***** Supplied records *****
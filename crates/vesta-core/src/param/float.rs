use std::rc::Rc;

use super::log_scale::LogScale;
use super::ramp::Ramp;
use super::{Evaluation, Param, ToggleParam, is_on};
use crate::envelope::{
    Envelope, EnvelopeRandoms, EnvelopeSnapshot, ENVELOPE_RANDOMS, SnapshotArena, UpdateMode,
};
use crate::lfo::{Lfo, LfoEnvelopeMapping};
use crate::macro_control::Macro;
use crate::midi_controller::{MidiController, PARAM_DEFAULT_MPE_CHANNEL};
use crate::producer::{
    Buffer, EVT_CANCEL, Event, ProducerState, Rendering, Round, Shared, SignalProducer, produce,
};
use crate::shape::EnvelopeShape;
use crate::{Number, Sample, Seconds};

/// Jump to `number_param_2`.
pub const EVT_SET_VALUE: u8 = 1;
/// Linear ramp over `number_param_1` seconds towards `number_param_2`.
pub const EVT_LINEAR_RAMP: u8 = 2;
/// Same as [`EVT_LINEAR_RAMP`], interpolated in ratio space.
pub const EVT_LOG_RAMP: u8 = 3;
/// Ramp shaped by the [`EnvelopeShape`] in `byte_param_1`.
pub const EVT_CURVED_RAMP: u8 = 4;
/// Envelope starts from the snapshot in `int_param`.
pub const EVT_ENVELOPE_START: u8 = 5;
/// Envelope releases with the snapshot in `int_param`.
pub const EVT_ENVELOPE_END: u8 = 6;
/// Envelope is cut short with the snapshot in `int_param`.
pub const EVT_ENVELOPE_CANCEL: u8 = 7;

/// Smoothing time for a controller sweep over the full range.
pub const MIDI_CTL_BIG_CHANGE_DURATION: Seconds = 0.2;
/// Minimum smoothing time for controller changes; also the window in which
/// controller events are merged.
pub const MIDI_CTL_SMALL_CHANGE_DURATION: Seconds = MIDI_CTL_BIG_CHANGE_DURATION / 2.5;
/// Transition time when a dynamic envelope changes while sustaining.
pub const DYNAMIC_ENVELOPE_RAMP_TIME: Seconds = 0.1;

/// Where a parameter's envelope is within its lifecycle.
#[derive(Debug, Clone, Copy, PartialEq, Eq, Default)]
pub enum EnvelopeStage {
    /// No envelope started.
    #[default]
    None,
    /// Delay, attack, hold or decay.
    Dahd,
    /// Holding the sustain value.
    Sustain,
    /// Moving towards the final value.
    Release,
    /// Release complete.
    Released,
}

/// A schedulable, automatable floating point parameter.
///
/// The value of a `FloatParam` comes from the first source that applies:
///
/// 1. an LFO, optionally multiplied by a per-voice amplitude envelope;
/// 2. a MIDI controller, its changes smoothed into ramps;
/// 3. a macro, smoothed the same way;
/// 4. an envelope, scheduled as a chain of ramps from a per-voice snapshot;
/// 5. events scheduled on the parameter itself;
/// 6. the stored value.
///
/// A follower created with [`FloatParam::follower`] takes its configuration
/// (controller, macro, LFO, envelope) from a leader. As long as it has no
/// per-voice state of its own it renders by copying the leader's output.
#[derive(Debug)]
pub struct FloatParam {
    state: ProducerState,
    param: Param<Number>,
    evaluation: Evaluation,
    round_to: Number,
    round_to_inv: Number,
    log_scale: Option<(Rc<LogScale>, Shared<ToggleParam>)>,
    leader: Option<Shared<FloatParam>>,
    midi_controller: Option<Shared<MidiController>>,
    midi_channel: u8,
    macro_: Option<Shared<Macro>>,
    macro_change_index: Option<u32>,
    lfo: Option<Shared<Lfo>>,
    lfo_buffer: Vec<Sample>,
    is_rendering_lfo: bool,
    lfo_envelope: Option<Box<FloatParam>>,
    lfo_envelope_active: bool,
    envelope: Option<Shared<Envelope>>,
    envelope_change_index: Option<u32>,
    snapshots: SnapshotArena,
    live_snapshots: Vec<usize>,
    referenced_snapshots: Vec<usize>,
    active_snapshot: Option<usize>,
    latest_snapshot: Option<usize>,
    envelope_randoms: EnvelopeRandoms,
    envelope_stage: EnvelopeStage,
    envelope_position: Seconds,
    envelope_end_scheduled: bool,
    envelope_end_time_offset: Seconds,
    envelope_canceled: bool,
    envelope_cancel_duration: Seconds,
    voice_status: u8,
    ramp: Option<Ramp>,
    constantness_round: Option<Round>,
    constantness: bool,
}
*****
» Task details
The answer must be a verbatim transcription of all the entries.

» Task result
filename crates/vesta-core/src/param/float.rs
use std::rc::Rc;

use super::log_scale::LogScale;
use super::ramp::Ramp;
use super::{Evaluation, Param, ToggleParam, is_on};
use crate::envelope::{
    Envelope, EnvelopeRandoms, EnvelopeSnapshot, ENVELOPE_RANDOMS, SnapshotArena, UpdateMode,
};
use crate::lfo::{Lfo, LfoEnvelopeMapping};
use crate::macro_control::Macro;
use crate::midi_controller::{MidiController, PARAM_DEFAULT_MPE_CHANNEL};
use crate::producer::{
    Buffer, EVT_CANCEL, Event, ProducerState, Rendering, Round, Shared, SignalProducer, produce,
};
use crate::shape::EnvelopeShape;
use crate::{Number, Sample, Seconds};

/// Jump to `number_param_2`.
pub const EVT_SET_VALUE: u8 = 1;
/// Linear ramp over `number_param_1` seconds towards `number_param_2`.
pub const EVT_LINEAR_RAMP: u8 = 2;
/// Same as [`EVT_LINEAR_RAMP`], interpolated in ratio space.
pub const EVT_LOG_RAMP: u8 = 3;
/// Ramp shaped by the [`EnvelopeShape`] in `byte_param_1`.
pub const EVT_CURVED_RAMP: u8 = 4;
/// Envelope starts from the snapshot in `int_param`.
pub const EVT_ENVELOPE_START: u8 = 5;
/// Envelope releases with the snapshot in `int_param`.
pub const EVT_ENVELOPE_END: u8 = 6;
/// Envelope is cut short with the snapshot in `int_param`.
pub const EVT_ENVELOPE_CANCEL: u8 = 7;

/// Smoothing time for a controller sweep over the full range.
pub const MIDI_CTL_BIG_CHANGE_DURATION: Seconds = 0.2;
/// Minimum smoothing time for controller changes; also the window in which
/// controller events are merged.
pub const MIDI_CTL_SMALL_CHANGE_DURATION: Seconds = MIDI_CTL_BIG_CHANGE_DURATION / 2.5;
/// Transition time when a dynamic envelope changes while sustaining.
pub const DYNAMIC_ENVELOPE_RAMP_TIME: Seconds = 0.1;

/// Where a parameter's envelope is within its lifecycle.
#[derive(Debug, Clone, Copy, PartialEq, Eq, Default)]
pub enum EnvelopeStage {
    /// No envelope started.
    #[default]
    None,
    /// Delay, attack, hold or decay.
    Dahd,
    /// Holding the sustain value.
    Sustain,
    /// Moving towards the final value.
    Release,
    /// Release complete.
    Released,
}

/// A schedulable, automatable floating point parameter.
///
/// The value of a `FloatParam` comes from the first source that applies:
///
/// 1. an LFO, optionally multiplied by a per-voice amplitude envelope;
/// 2. a MIDI controller, its changes smoothed into ramps;
/// 3. a macro, smoothed the same way;
/// 4. an envelope, scheduled as a chain of ramps from a per-voice snapshot;
/// 5. events scheduled on the parameter itself;
/// 6. the stored value.
///
/// A follower created with [`FloatParam::follower`] takes its configuration
/// (controller, macro, LFO, envelope) from a leader. As long as it has no
/// per-voice state of its own it renders by copying the leader's output.
#[derive(Debug)]
pub struct FloatParam {
    state: ProducerState,
    param: Param<Number>,
    evaluation: Evaluation,
    round_to: Number,
    round_to_inv: Number,
    log_scale: Option<(Rc<LogScale>, Shared<ToggleParam>)>,
    leader: Option<Shared<FloatParam>>,
    midi_controller: Option<Shared<MidiController>>,
    midi_channel: u8,
    macro_: Option<Shared<Macro>>,
    macro_change_index: Option<u32>,
    lfo: Option<Shared<Lfo>>,
    lfo_buffer: Vec<Sample>,
    is_rendering_lfo: bool,
    lfo_envelope: Option<Box<FloatParam>>,
    lfo_envelope_active: bool,
    envelope: Option<Shared<Envelope>>,
    envelope_change_index: Option<u32>,
    snapshots: SnapshotArena,
    live_snapshots: Vec<usize>,
    referenced_snapshots: Vec<usize>,
    active_snapshot: Option<usize>,
    latest_snapshot: Option<usize>,
    envelope_randoms: EnvelopeRandoms,
    envelope_stage: EnvelopeStage,
    envelope_position: Seconds,
    envelope_end_scheduled: bool,
    envelope_end_time_offset: Seconds,
    envelope_canceled: bool,
    envelope_cancel_duration: Seconds,
    voice_status: u8,
    ramp: Option<Ramp>,
    constantness_round: Option<Round>,
    constantness: bool,
}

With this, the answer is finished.